La noce-t-algie
J'adore les mots, je ne l'ai jamais caché. Et là, cette nuit, dans le confort douillet de ma couette si légère qu'on dirait un nuage, ce néologisme m'a sauté au cerveau.
Qu'on ne s'y trompe pas, une attaque de ce genre ne laisse pas indemne. Le néologisme est un animal sauvage et dévastateur, un être sans pitié qui culbute la langue pour lui faire des petits. Dans une démocratie dotée d'une justice équilibrée, il serait condamné à finir ses jours cloîtré entre les quatre murs d'un dictionnaire.
Le mien, il a frappé sans prévenir. Je vous l'ai dit, je dormais. Il a contourné avec habileté le rêve sans doute épique que je cultivais avec amour à cet instant précis, introduisant un facteur d'incertitude qui a généré illico une once d'inquiétude. Forcément, l'héroïne de mes songes a dégringolé des remparts du château où elle caracolait, épée de verre à la main, combattant un monstre lambda. Sa chute n'a duré que le temps d'une ouverture brutale de mes paupières.
Il me tenait, le bougre ! Sans attendre l'évaporation complète des brumes du sommeil, il m'a asséné un dernier coup de coude dans le plexus. Estomaquée, le souffle coupé, j'ai rompu les dernières amarres qui m'attachaient à la nuit.
J'ai senti quelque chose chatouiller ma joue. Une larme puis deux. Pas plus. Je suis une fille pudique.
J'ai compris soudain la nature du trouble qui me paralysait et m'empêchait d'avancer sur cette route vers l'inconnu, seule. Cette émotion terrible et dévastatrice que je repoussais sans cesse sans comprendre. Moi, la femme bravache au verbe haut cultivant l'autodérision plus vite que mon ombre et d'apparence si quelconque, j'ai accueilli en mon sein cette terrible solitude, cette douleur abominable d'être redevenue la moitié d'un tout. D'avoir quitté le cocon d'un couple fusionnel pour me retrouver les bras ballants, à ne plus savoir où aller, quoi faire, qui je suis.
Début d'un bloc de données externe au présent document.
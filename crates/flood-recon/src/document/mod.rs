//! Schema-agnostic lookup over the two input documents.
//!
//! Neither the certificate nor the application has a stable schema: field
//! labels drift across decades of form revisions and across extraction runs.
//! The locator therefore matches keys by their normalized projection and
//! walks the document itself, never a schema. All lookups are pure and treat
//! absence as a miss, not an error.

use crate::normalize::{collapse_key, is_present, normalize};
use serde_json::Value;
use std::collections::VecDeque;

/// A JSON-compatible nested structure produced by the extraction pipeline.
pub type Document = Value;

/// Depth bound for [`find_near`] on malformed, deeply self-nested documents.
pub const DEFAULT_NEAR_DEPTH: usize = 8;

/// First value whose key normalizes to `key`, in breadth-first document
/// order: a mapping's own entries are examined before any nested values.
pub fn find<'a>(doc: &'a Document, key: &str) -> Option<&'a Value> {
    let wanted = normalize(key);
    let mut queue: VecDeque<&Value> = VecDeque::from([doc]);

    while let Some(current) = queue.pop_front() {
        match current {
            Value::Object(map) => {
                for (k, v) in map {
                    if normalize(k) == wanted {
                        return Some(v);
                    }
                    queue.push_back(v);
                }
            }
            Value::Array(items) => queue.extend(items),
            _ => {}
        }
    }

    None
}

/// First key in `keys` that resolves to a present value. Used where form
/// revisions renamed a field and any alias is acceptable.
pub fn find_any<'a>(doc: &'a Document, keys: &[&str]) -> Option<&'a Value> {
    keys.iter()
        .filter_map(|key| find(doc, key))
        .find(|value| is_present(value))
}

/// The occurrence at `index` (zero-based) of `key` in breadth-first document
/// order. Certificates repeat labels like "Top of Bottom Floor" once per
/// measurement section; index 1 selects the second section's value. When the
/// document holds fewer occurrences the last one found is returned, so a
/// single-section form still resolves.
pub fn find_nth<'a>(doc: &'a Document, key: &str, index: usize) -> Option<&'a Value> {
    let wanted = normalize(key);
    let mut queue: VecDeque<&Value> = VecDeque::from([doc]);
    let mut matches = Vec::new();

    while let Some(current) = queue.pop_front() {
        match current {
            Value::Object(map) => {
                for (k, v) in map {
                    if normalize(k) == wanted {
                        matches.push(v);
                    }
                    queue.push_back(v);
                }
            }
            Value::Array(items) => queue.extend(items),
            _ => {}
        }
    }

    matches.get(index).copied().or_else(|| matches.last().copied())
}

/// Occurrence-indexed variant of [`find_any`].
pub fn find_any_nth<'a>(doc: &'a Document, keys: &[&str], index: usize) -> Option<&'a Value> {
    keys.iter()
        .filter_map(|key| find_nth(doc, key, index))
        .find(|value| is_present(value))
}

/// Value for `key` defined in the same mapping as `anchor` (both matched by
/// normalized-substring containment), e.g. the "Date" box co-located with
/// "Certifier's Name". Falls back to recursive descent bounded by
/// `max_depth`; only present values count as hits.
pub fn find_near<'a>(
    doc: &'a Document,
    anchor: &str,
    key: &str,
    max_depth: usize,
) -> Option<&'a Value> {
    fn search<'a>(
        value: &'a Value,
        anchor: &str,
        key: &str,
        depth: usize,
        max_depth: usize,
    ) -> Option<&'a Value> {
        if depth > max_depth {
            return None;
        }
        match value {
            Value::Object(map) => {
                if map.keys().any(|k| normalize(k).contains(anchor)) {
                    for (k, v) in map {
                        if normalize(k).contains(key) && is_present(v) {
                            return Some(v);
                        }
                    }
                }
                map.values()
                    .find_map(|v| search(v, anchor, key, depth + 1, max_depth))
            }
            Value::Array(items) => items
                .iter()
                .find_map(|v| search(v, anchor, key, depth + 1, max_depth)),
            _ => None,
        }
    }

    search(doc, &normalize(anchor), &normalize(key), 1, max_depth)
}

/// Depth-first lookup by key variants, for the diagram-number field whose
/// label changed with nearly every form revision. Variant equality uses the
/// whitespace-collapsed lowercase form so punctuation in labels survives.
pub fn find_by_variants<'a>(doc: &'a Document, variants: &[&str]) -> Option<&'a Value> {
    let wanted: Vec<String> = variants.iter().map(|v| collapse_key(v)).collect();

    fn search<'a>(value: &'a Value, wanted: &[String]) -> Option<&'a Value> {
        match value {
            Value::Object(map) => {
                for (k, v) in map {
                    if wanted.iter().any(|w| *w == collapse_key(k)) {
                        return Some(v);
                    }
                    if let Some(hit) = search(v, wanted) {
                        return Some(hit);
                    }
                }
                None
            }
            Value::Array(items) => items.iter().find_map(|v| search(v, wanted)),
            _ => None,
        }
    }

    search(doc, &wanted)
}

#[cfg(test)]
mod tests {
    use super::*;
    use serde_json::json;

    fn certificate() -> Document {
        json!({
            "Section A": {
                "A2. Building Street Address": "123 Main St",
                "City": "Cedar Rapids",
            },
            "Section C": {
                "Top of Bottom Floor": "10.5 ft",
                "Measurements": [
                    { "Top of Next Higher Floor": 14.0 }
                ],
            },
            "Section E": {
                "Top of Bottom Floor": "3.2 ft",
            },
        })
    }

    #[test]
    fn find_matches_by_normalized_key() {
        let doc = certificate();
        assert_eq!(
            find(&doc, "top of bottom floor"),
            Some(&json!("10.5 ft"))
        );
        assert_eq!(find(&doc, "TOP-OF-BOTTOM-FLOOR"), Some(&json!("10.5 ft")));
        assert_eq!(find(&doc, "absent key"), None);
    }

    #[test]
    fn find_is_invariant_under_key_reordering() {
        let reordered = json!({
            "Section E": { "Top of Bottom Floor": "3.2 ft" },
            "Section C": { "Top of Bottom Floor": "10.5 ft" },
        });
        // Breadth-first order follows the document, so the first section
        // listed wins; both orderings resolve the key deterministically.
        assert_eq!(find(&reordered, "Top of Bottom Floor"), Some(&json!("3.2 ft")));
        let doc = certificate();
        assert_eq!(find(&doc, "Top of Bottom Floor"), Some(&json!("10.5 ft")));
    }

    #[test]
    fn find_nth_selects_second_sibling_occurrence() {
        let doc = certificate();
        assert_eq!(find_nth(&doc, "Top of Bottom Floor", 1), Some(&json!("3.2 ft")));
    }

    #[test]
    fn find_nth_falls_back_to_last_available() {
        let doc = json!({ "Section C": { "Top of Bottom Floor": 10.0 } });
        assert_eq!(find_nth(&doc, "Top of Bottom Floor", 1), Some(&json!(10.0)));
        assert_eq!(find_nth(&doc, "missing", 1), None);
    }

    #[test]
    fn find_near_resolves_colocated_field() {
        let doc = json!({
            "Section D": {
                "Certifier's Name": "J. Smith, PE",
                "License Number": "12345",
                "Date": "06/01/2019",
            },
            "Other": { "Date": "01/01/1990" },
        });
        assert_eq!(
            find_near(&doc, "Certifier's Name", "Date", DEFAULT_NEAR_DEPTH),
            Some(&json!("06/01/2019"))
        );
    }

    #[test]
    fn find_near_respects_depth_bound() {
        let mut doc = json!({ "Certifier's Name": "x", "Date": "y" });
        for _ in 0..10 {
            doc = json!({ "wrapper": doc });
        }
        assert_eq!(find_near(&doc, "Certifier's Name", "Date", 4), None);
    }

    #[test]
    fn variants_match_with_punctuation_preserved() {
        let doc = json!({
            "Section A": {
                "A7. Building Diagram Number": "Number 8",
            }
        });
        let hit = find_by_variants(
            &doc,
            &["Building Diagram Number", "A7. Building Diagram Number"],
        );
        assert_eq!(hit, Some(&json!("Number 8")));
    }
}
Les mots sont tranchants. Ils coupent sans hésiter les derniers cordons, ceux auxquels on ne pense pas forcément. Avec un peu de chance, leur lame est aiguisée et imprégnée d'une substance hémostatique. Mais parfois, ils prennent leur temps, sadiques bouchers s'acharnant avec leur couteau à beurre jusqu'à ce que morsure suive. Et quand le repas est servi, ils s'éloignent pour aller tyranniser le chaland d'à côté.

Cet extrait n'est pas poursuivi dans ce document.